◆ RAW DATA:
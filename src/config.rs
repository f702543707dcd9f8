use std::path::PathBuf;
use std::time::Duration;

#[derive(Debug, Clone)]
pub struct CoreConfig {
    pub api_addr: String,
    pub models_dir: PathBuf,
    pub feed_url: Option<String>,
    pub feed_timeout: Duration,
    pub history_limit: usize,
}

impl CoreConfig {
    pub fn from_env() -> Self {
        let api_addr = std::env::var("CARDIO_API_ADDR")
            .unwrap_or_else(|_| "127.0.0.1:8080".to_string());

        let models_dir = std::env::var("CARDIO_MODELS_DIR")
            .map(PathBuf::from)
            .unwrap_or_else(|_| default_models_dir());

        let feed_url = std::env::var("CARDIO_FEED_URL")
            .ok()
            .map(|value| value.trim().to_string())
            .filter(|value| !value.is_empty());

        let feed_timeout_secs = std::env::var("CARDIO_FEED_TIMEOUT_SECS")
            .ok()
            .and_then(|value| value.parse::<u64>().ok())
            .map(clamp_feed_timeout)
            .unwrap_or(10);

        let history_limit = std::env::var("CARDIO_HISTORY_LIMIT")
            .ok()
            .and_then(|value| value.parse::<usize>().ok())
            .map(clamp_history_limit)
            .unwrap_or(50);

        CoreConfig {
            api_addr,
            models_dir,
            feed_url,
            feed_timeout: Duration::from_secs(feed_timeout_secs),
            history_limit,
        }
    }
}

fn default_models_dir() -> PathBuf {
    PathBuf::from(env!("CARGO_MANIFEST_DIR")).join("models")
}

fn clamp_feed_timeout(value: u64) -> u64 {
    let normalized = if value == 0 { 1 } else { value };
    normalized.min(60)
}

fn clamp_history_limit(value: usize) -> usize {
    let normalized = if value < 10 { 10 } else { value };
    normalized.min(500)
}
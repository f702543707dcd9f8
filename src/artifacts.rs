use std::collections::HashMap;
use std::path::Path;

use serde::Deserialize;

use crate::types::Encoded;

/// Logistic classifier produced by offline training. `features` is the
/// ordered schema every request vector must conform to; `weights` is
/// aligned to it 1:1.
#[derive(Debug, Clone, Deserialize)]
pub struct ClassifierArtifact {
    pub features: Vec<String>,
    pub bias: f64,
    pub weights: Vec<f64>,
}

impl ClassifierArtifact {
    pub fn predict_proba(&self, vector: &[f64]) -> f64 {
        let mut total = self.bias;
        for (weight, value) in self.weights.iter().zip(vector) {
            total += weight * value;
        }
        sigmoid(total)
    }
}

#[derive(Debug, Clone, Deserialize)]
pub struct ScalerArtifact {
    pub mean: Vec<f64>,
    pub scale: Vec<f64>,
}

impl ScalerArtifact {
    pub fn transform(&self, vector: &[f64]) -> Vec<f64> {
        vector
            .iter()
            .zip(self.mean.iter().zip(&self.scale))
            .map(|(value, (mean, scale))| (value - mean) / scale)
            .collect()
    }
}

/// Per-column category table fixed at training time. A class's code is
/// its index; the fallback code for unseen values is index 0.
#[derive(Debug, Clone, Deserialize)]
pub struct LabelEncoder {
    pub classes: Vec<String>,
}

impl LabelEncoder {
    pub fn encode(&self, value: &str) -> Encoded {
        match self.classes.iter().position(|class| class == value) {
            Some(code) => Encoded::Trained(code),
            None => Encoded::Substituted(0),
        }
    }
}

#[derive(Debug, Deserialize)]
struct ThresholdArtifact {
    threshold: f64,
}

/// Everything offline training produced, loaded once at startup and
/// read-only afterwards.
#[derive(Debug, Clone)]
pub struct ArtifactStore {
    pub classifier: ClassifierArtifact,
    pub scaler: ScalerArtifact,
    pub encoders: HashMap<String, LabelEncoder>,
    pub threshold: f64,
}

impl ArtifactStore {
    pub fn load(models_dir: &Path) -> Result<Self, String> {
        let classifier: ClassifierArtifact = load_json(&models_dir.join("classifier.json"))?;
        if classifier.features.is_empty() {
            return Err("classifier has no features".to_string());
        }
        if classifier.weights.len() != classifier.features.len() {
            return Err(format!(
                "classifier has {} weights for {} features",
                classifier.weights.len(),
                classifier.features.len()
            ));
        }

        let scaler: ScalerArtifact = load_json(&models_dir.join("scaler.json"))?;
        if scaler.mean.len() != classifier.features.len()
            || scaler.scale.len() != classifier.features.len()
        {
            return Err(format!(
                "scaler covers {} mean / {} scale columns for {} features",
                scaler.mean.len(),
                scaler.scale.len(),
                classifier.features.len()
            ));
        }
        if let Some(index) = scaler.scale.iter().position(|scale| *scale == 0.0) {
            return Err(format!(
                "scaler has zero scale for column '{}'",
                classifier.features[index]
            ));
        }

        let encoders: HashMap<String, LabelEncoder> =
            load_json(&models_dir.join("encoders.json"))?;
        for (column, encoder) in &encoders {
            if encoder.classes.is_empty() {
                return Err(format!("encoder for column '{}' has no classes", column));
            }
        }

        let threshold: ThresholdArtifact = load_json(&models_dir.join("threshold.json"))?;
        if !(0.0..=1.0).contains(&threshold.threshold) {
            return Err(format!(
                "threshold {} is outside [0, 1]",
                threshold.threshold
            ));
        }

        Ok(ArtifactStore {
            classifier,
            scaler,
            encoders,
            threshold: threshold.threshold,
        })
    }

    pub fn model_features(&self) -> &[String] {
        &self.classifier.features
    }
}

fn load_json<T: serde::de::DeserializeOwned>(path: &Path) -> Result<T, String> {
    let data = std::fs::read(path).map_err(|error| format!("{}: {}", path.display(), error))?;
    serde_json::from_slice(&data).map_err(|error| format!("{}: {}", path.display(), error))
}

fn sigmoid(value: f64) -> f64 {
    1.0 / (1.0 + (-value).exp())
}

◆ TASK DETAILS:
In the material above, how many lines hold the word "weights"? Say only the number.

◆ REPLY:
6